#### DATA TO EXAMINE ####

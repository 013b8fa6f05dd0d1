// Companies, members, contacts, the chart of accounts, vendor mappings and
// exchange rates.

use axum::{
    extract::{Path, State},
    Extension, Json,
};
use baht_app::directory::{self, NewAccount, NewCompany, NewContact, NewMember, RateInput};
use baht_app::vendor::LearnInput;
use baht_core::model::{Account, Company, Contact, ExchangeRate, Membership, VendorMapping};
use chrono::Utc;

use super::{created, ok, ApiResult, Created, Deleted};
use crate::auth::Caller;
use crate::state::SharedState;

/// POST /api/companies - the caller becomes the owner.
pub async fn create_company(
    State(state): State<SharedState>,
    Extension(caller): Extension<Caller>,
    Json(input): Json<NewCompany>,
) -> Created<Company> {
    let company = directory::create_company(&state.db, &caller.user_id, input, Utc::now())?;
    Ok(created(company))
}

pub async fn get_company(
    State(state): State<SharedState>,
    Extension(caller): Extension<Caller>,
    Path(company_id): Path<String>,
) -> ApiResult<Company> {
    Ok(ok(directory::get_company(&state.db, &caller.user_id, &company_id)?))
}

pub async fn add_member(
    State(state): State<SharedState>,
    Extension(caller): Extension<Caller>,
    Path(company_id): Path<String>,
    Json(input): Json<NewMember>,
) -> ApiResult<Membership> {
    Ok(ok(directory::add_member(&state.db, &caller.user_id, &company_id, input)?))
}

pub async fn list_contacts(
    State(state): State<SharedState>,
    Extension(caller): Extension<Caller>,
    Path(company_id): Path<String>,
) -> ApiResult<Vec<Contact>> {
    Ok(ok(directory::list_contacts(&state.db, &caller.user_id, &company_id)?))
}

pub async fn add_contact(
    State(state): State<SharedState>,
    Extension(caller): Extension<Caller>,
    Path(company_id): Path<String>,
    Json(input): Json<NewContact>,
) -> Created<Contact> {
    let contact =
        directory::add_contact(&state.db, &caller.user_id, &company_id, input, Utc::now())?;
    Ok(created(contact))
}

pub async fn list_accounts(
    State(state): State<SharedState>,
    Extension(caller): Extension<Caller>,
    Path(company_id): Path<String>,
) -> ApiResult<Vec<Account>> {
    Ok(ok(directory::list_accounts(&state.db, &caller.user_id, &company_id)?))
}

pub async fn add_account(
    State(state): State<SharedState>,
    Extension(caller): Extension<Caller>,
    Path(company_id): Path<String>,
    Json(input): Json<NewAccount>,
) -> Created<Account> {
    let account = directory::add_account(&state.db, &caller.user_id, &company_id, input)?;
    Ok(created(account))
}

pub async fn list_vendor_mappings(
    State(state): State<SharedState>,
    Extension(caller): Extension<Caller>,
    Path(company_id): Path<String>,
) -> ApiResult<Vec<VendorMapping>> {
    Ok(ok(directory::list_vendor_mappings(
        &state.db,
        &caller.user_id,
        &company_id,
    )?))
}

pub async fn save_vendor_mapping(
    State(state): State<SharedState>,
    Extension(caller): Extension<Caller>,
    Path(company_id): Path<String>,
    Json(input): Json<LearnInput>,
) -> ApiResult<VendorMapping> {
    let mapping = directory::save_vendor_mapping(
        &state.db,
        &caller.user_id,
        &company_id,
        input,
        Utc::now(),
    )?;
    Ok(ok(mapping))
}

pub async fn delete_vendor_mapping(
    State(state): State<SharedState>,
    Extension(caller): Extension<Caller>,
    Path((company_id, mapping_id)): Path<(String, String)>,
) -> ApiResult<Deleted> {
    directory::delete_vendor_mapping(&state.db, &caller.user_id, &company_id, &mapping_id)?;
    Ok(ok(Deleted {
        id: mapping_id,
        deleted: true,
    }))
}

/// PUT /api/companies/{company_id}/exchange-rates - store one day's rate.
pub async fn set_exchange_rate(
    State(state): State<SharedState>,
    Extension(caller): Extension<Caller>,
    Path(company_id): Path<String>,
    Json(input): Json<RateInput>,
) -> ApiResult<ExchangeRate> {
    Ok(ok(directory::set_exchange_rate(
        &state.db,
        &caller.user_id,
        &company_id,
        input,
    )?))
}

####
#### DATA TO EXAMINE ####

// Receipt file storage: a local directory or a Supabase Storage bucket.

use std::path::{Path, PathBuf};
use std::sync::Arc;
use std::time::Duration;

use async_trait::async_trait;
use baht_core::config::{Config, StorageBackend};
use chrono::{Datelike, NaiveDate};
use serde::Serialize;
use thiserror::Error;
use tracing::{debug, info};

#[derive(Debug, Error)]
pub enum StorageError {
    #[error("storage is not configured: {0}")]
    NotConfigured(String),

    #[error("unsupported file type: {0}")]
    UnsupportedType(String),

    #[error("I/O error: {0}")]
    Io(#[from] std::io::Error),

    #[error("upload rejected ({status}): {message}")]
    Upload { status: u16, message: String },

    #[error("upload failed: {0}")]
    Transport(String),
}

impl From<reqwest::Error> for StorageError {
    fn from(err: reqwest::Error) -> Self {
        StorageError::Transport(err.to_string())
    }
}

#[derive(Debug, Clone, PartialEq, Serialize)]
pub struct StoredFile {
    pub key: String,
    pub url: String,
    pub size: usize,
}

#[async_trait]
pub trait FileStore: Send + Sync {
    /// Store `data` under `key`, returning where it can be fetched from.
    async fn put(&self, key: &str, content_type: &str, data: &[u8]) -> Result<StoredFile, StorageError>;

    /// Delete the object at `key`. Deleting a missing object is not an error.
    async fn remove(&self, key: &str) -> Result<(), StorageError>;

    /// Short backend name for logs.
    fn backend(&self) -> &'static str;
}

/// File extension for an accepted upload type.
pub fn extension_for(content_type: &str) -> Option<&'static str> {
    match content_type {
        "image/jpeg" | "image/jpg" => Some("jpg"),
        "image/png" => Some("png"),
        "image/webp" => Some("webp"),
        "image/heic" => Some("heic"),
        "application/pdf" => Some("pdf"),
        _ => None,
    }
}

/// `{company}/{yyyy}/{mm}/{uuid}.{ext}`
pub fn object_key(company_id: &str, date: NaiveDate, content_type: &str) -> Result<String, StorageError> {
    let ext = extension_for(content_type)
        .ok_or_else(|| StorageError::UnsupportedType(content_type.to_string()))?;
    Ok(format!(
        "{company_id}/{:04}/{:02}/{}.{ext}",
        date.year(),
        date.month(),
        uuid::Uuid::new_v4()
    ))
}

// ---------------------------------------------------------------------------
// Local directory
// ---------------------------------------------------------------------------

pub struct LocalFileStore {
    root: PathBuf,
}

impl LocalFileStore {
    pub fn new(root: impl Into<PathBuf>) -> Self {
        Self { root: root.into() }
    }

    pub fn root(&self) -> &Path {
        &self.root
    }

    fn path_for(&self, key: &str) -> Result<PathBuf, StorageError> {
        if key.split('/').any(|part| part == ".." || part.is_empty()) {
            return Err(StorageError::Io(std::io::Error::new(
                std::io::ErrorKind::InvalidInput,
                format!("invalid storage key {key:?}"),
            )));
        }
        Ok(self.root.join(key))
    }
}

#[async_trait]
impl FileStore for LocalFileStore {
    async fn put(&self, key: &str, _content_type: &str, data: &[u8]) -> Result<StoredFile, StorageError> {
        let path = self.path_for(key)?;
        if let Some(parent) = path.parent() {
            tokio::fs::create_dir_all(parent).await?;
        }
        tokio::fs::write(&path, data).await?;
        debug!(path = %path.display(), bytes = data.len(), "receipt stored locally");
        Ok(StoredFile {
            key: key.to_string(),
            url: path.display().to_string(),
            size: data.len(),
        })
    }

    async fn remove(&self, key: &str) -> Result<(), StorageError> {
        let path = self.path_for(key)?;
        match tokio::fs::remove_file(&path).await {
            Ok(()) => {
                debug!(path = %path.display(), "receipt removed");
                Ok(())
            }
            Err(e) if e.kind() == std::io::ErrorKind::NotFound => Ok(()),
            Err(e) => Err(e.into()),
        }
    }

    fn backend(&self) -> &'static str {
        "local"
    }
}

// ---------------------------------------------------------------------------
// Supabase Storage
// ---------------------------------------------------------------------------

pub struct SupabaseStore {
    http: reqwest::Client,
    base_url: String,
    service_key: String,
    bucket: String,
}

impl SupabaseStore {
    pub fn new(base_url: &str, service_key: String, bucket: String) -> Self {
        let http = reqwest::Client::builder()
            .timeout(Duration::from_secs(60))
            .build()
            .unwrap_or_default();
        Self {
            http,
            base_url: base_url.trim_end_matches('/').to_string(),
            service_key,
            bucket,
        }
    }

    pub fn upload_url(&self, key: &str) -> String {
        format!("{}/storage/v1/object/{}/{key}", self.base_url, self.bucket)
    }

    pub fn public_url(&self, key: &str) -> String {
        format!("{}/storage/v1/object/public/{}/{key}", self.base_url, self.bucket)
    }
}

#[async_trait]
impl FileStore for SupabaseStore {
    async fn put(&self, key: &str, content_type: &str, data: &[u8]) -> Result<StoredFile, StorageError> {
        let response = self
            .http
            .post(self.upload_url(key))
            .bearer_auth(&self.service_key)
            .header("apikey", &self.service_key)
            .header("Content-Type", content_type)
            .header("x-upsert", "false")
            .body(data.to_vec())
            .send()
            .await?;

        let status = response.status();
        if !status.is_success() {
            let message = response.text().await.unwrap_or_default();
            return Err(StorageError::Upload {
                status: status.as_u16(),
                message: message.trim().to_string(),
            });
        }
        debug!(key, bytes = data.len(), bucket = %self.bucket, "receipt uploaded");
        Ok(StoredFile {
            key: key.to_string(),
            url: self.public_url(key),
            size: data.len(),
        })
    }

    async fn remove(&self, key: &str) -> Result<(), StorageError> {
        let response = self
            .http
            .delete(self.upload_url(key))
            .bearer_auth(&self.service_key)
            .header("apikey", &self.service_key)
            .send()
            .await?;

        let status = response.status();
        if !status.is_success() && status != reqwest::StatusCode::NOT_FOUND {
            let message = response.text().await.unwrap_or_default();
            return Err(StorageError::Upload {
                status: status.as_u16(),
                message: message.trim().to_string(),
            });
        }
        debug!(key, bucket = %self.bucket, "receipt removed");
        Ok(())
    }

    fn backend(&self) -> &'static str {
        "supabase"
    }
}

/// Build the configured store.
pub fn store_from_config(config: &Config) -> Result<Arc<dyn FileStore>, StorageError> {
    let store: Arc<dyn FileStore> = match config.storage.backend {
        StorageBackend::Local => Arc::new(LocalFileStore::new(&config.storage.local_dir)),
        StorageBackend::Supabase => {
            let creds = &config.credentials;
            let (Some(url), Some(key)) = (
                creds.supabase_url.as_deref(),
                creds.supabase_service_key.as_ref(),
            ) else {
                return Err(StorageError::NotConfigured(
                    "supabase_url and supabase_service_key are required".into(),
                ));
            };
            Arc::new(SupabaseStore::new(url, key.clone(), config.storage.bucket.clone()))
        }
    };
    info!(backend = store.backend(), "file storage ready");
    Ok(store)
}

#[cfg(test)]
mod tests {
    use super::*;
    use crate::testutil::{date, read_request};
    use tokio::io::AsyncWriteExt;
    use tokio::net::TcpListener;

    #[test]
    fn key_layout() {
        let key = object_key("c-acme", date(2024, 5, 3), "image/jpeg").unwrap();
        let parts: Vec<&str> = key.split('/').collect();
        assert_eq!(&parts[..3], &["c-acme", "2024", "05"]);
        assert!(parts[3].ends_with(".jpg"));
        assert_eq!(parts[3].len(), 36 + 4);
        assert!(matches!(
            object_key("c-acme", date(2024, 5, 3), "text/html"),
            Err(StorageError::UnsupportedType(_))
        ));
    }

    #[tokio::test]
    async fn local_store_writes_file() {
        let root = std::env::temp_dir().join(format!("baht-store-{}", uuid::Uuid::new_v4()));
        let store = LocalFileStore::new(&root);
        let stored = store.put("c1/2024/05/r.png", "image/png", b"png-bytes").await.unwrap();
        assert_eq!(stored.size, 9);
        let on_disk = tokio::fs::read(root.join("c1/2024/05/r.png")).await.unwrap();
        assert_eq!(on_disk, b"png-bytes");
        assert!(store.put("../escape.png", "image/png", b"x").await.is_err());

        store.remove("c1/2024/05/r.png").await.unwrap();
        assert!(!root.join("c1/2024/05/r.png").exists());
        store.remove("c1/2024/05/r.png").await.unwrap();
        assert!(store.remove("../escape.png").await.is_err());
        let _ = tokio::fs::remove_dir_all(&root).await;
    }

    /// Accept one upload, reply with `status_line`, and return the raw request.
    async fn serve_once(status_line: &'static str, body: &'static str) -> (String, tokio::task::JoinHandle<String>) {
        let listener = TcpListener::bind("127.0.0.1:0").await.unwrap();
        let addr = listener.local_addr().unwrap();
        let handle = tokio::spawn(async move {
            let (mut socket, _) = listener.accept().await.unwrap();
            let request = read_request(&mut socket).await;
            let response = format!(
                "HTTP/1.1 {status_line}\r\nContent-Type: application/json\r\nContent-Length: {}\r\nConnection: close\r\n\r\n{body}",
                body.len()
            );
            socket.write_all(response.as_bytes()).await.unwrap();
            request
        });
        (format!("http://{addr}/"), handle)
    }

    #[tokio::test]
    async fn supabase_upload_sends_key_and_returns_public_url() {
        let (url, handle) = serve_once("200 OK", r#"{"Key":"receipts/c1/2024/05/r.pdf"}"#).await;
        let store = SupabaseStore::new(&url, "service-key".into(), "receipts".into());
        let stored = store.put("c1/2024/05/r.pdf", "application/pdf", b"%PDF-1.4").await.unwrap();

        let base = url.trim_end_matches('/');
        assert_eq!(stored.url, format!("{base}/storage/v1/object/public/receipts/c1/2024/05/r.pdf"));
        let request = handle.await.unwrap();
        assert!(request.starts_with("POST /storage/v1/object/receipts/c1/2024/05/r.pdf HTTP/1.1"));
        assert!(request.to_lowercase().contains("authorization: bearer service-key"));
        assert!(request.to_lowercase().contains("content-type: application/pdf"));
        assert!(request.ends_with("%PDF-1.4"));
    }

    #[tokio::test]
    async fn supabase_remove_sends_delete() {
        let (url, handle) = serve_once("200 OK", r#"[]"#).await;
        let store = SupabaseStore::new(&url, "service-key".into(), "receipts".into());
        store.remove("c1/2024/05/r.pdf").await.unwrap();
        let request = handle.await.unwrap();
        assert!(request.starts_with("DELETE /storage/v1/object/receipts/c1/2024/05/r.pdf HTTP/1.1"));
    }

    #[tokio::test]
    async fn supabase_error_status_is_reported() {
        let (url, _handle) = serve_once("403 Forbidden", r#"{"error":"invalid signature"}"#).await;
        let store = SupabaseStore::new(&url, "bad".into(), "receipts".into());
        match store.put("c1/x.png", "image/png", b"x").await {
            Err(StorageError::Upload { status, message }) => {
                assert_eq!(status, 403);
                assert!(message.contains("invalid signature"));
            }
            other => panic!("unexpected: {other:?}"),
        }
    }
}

####

All lines with the word "receipts" must be located in the data and copied.

        let (url, handle) = serve_once("200 OK", r#"{"Key":"receipts/c1/2024/05/r.pdf"}"#).await;
        let store = SupabaseStore::new(&url, "service-key".into(), "receipts".into());
        assert_eq!(stored.url, format!("{base}/storage/v1/object/public/receipts/c1/2024/05/r.pdf"));
        assert!(request.starts_with("POST /storage/v1/object/receipts/c1/2024/05/r.pdf HTTP/1.1"));
        let store = SupabaseStore::new(&url, "service-key".into(), "receipts".into());
        assert!(request.starts_with("DELETE /storage/v1/object/receipts/c1/2024/05/r.pdf HTTP/1.1"));
        let store = SupabaseStore::new(&url, "bad".into(), "receipts".into());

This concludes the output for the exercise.